## MATERIAL FOR THIS TASK
▼
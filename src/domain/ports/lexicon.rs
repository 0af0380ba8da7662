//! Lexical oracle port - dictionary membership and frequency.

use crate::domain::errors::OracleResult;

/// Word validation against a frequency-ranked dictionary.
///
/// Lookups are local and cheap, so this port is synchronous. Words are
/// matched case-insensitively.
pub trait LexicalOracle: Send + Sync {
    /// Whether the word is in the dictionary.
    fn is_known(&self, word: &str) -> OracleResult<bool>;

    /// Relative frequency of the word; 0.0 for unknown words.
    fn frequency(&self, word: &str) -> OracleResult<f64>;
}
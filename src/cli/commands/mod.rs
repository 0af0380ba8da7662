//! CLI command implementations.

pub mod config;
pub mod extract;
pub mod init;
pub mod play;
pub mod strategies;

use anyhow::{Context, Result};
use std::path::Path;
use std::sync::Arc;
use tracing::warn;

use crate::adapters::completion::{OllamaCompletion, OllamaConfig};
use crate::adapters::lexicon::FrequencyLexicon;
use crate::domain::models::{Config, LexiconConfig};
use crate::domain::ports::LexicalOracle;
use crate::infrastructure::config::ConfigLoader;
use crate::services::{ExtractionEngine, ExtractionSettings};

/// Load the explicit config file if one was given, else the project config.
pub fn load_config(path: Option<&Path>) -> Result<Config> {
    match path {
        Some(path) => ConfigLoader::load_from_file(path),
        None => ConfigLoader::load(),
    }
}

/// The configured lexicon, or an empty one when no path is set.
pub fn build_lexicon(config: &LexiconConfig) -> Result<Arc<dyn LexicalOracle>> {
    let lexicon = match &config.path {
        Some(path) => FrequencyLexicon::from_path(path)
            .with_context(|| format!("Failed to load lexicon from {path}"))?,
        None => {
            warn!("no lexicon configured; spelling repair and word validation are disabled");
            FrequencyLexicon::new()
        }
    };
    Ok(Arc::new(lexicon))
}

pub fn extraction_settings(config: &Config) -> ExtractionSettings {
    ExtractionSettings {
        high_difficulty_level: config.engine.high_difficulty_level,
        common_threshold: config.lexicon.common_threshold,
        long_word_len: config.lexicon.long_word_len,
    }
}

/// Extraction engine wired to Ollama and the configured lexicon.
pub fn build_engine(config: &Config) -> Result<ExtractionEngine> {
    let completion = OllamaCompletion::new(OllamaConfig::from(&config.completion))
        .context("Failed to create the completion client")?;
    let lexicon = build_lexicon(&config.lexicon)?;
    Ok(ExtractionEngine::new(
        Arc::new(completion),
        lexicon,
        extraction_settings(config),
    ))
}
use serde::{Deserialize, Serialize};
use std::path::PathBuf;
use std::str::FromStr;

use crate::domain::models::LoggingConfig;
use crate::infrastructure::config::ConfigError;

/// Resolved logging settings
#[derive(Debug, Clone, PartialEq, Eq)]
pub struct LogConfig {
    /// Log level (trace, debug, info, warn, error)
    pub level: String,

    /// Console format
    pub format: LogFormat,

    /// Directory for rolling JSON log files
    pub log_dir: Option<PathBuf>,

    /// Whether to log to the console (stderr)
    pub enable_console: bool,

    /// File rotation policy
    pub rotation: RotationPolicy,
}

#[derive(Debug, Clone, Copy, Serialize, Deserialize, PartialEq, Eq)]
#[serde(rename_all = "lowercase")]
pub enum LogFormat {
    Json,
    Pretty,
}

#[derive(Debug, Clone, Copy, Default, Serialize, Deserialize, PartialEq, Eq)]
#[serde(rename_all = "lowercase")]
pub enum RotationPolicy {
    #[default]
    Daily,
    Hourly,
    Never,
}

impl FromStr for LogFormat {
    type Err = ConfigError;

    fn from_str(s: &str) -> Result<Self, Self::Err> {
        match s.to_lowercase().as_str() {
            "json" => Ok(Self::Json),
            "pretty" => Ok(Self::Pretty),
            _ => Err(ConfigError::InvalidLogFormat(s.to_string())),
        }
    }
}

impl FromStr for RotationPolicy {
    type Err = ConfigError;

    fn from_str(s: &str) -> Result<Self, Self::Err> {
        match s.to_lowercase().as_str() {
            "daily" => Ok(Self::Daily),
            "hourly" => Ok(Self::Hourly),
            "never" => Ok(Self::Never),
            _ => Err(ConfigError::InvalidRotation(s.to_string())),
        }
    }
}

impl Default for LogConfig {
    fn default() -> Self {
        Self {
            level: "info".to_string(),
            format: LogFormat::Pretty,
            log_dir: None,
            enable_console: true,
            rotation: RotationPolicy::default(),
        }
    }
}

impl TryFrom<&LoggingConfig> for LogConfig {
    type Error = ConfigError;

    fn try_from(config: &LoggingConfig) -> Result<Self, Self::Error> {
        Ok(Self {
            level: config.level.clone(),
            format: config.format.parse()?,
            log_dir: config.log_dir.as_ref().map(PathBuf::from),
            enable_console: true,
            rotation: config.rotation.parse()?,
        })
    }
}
▲
▼
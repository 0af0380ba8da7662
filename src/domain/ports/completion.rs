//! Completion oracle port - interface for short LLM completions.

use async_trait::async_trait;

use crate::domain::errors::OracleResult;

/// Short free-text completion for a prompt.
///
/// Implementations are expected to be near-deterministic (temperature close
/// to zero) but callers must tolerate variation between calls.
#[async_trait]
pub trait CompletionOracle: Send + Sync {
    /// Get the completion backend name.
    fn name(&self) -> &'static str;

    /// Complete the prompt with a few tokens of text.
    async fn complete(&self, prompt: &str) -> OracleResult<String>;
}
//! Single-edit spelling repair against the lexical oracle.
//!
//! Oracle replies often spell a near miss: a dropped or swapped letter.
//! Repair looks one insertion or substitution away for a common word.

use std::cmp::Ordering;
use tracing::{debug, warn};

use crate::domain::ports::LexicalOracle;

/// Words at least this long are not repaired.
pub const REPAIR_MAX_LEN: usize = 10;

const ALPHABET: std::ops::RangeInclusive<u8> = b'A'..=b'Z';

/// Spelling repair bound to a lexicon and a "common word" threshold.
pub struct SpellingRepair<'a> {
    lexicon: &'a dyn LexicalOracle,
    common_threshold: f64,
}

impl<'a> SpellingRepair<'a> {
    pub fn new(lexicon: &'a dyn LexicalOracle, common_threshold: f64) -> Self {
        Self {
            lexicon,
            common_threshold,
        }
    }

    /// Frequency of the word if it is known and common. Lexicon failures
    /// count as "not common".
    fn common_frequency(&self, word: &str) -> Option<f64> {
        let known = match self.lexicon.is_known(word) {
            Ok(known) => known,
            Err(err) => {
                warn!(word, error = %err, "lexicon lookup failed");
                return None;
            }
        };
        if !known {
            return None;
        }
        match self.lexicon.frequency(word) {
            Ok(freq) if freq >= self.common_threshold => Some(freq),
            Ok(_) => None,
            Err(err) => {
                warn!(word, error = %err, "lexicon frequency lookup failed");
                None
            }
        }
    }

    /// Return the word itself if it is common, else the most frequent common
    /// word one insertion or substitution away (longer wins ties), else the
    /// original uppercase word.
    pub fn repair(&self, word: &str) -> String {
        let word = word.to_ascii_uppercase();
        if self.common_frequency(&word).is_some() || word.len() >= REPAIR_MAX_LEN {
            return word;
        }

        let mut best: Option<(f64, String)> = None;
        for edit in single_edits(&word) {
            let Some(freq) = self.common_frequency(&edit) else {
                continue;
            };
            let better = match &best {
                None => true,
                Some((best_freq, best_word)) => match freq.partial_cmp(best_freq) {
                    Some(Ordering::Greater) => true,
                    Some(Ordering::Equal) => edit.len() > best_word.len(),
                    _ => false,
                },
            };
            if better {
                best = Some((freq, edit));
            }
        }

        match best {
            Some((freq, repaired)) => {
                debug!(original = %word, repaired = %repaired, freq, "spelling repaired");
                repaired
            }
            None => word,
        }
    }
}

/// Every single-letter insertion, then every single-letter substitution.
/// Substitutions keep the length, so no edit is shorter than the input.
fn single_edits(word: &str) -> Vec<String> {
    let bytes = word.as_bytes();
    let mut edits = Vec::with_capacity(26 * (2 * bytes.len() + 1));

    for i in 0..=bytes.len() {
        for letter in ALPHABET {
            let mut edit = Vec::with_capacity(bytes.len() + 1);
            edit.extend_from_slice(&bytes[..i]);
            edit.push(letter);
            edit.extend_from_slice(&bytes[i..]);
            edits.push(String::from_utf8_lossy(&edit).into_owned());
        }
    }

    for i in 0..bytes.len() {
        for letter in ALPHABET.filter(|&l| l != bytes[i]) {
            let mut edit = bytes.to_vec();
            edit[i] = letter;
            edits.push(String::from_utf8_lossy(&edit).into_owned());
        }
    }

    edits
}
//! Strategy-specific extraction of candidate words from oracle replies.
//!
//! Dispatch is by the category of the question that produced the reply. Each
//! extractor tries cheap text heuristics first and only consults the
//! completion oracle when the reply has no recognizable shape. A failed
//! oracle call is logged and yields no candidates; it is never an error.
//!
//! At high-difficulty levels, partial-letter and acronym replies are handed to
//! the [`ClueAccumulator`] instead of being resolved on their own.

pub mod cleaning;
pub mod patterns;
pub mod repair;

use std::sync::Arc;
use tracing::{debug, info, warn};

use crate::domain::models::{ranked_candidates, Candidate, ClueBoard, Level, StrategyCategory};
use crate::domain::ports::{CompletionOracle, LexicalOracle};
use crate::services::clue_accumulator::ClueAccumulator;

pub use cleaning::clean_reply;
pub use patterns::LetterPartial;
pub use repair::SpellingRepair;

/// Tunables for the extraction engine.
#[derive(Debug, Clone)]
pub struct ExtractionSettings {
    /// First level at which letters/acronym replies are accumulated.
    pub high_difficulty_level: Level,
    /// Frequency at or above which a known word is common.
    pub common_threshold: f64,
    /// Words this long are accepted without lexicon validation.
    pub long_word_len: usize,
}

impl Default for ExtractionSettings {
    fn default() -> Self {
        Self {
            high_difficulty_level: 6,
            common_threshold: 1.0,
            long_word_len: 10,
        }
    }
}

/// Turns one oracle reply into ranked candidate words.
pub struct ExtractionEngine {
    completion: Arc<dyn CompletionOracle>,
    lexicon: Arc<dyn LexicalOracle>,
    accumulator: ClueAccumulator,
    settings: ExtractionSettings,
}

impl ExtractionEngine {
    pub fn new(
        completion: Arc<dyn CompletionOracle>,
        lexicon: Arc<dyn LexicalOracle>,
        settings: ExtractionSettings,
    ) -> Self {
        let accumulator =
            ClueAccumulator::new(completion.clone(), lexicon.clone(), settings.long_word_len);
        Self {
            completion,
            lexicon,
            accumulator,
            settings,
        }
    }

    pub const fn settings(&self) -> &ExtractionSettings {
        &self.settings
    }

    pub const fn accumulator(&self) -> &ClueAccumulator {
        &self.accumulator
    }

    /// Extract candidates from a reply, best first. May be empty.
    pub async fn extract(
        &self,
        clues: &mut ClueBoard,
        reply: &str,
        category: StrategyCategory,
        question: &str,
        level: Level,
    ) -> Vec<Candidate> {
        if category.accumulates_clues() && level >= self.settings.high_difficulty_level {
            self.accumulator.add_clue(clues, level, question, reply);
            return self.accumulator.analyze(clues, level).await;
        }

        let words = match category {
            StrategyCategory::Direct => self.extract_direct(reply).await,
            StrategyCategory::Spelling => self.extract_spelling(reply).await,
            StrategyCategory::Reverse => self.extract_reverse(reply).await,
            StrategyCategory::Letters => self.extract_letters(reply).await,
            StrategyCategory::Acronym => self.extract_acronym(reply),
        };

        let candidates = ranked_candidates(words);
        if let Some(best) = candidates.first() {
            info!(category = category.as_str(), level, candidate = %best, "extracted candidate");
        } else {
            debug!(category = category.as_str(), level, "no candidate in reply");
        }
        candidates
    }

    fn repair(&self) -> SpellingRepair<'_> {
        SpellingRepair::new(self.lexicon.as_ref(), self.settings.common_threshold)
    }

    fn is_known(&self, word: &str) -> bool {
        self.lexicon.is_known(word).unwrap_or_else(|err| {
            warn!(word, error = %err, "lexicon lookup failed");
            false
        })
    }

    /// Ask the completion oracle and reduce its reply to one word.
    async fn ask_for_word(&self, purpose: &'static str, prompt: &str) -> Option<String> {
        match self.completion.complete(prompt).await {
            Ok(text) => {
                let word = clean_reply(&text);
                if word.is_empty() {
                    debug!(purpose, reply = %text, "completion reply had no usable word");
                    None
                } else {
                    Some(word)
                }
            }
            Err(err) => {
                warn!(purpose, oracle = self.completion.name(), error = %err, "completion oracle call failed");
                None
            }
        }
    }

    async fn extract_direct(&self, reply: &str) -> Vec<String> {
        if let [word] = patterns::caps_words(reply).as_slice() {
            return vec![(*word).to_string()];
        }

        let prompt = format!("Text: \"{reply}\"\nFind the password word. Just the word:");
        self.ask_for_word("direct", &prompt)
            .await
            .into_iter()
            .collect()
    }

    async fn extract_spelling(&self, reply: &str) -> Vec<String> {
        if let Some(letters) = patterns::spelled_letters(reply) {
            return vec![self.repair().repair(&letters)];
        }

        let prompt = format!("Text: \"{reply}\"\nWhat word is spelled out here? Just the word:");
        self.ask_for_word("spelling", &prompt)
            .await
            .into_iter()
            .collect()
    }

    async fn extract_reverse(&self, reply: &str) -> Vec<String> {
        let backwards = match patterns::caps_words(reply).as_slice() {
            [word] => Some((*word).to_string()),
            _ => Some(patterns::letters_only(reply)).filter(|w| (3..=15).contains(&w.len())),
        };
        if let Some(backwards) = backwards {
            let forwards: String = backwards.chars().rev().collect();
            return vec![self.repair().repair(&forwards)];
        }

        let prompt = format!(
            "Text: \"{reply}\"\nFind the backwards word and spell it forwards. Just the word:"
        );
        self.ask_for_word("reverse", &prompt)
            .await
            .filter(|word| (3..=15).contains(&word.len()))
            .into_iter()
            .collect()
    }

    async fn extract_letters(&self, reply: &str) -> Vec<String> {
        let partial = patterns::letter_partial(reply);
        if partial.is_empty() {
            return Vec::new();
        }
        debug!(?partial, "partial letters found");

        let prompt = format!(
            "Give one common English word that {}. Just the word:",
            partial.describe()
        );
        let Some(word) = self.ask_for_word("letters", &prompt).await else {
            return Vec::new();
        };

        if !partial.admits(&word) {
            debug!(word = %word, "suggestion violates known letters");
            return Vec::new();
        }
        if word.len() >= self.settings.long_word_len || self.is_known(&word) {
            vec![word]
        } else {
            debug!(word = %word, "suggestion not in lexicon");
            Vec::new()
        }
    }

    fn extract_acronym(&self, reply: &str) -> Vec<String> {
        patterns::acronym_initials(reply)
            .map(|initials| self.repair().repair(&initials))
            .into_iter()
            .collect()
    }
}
▲
Find and copy each line in the material above where the string "Deserialize" occurs.

use serde::{Deserialize, Serialize};
#[derive(Debug, Clone, Copy, Serialize, Deserialize, PartialEq, Eq)]
#[derive(Debug, Clone, Copy, Default, Serialize, Deserialize, PartialEq, Eq)]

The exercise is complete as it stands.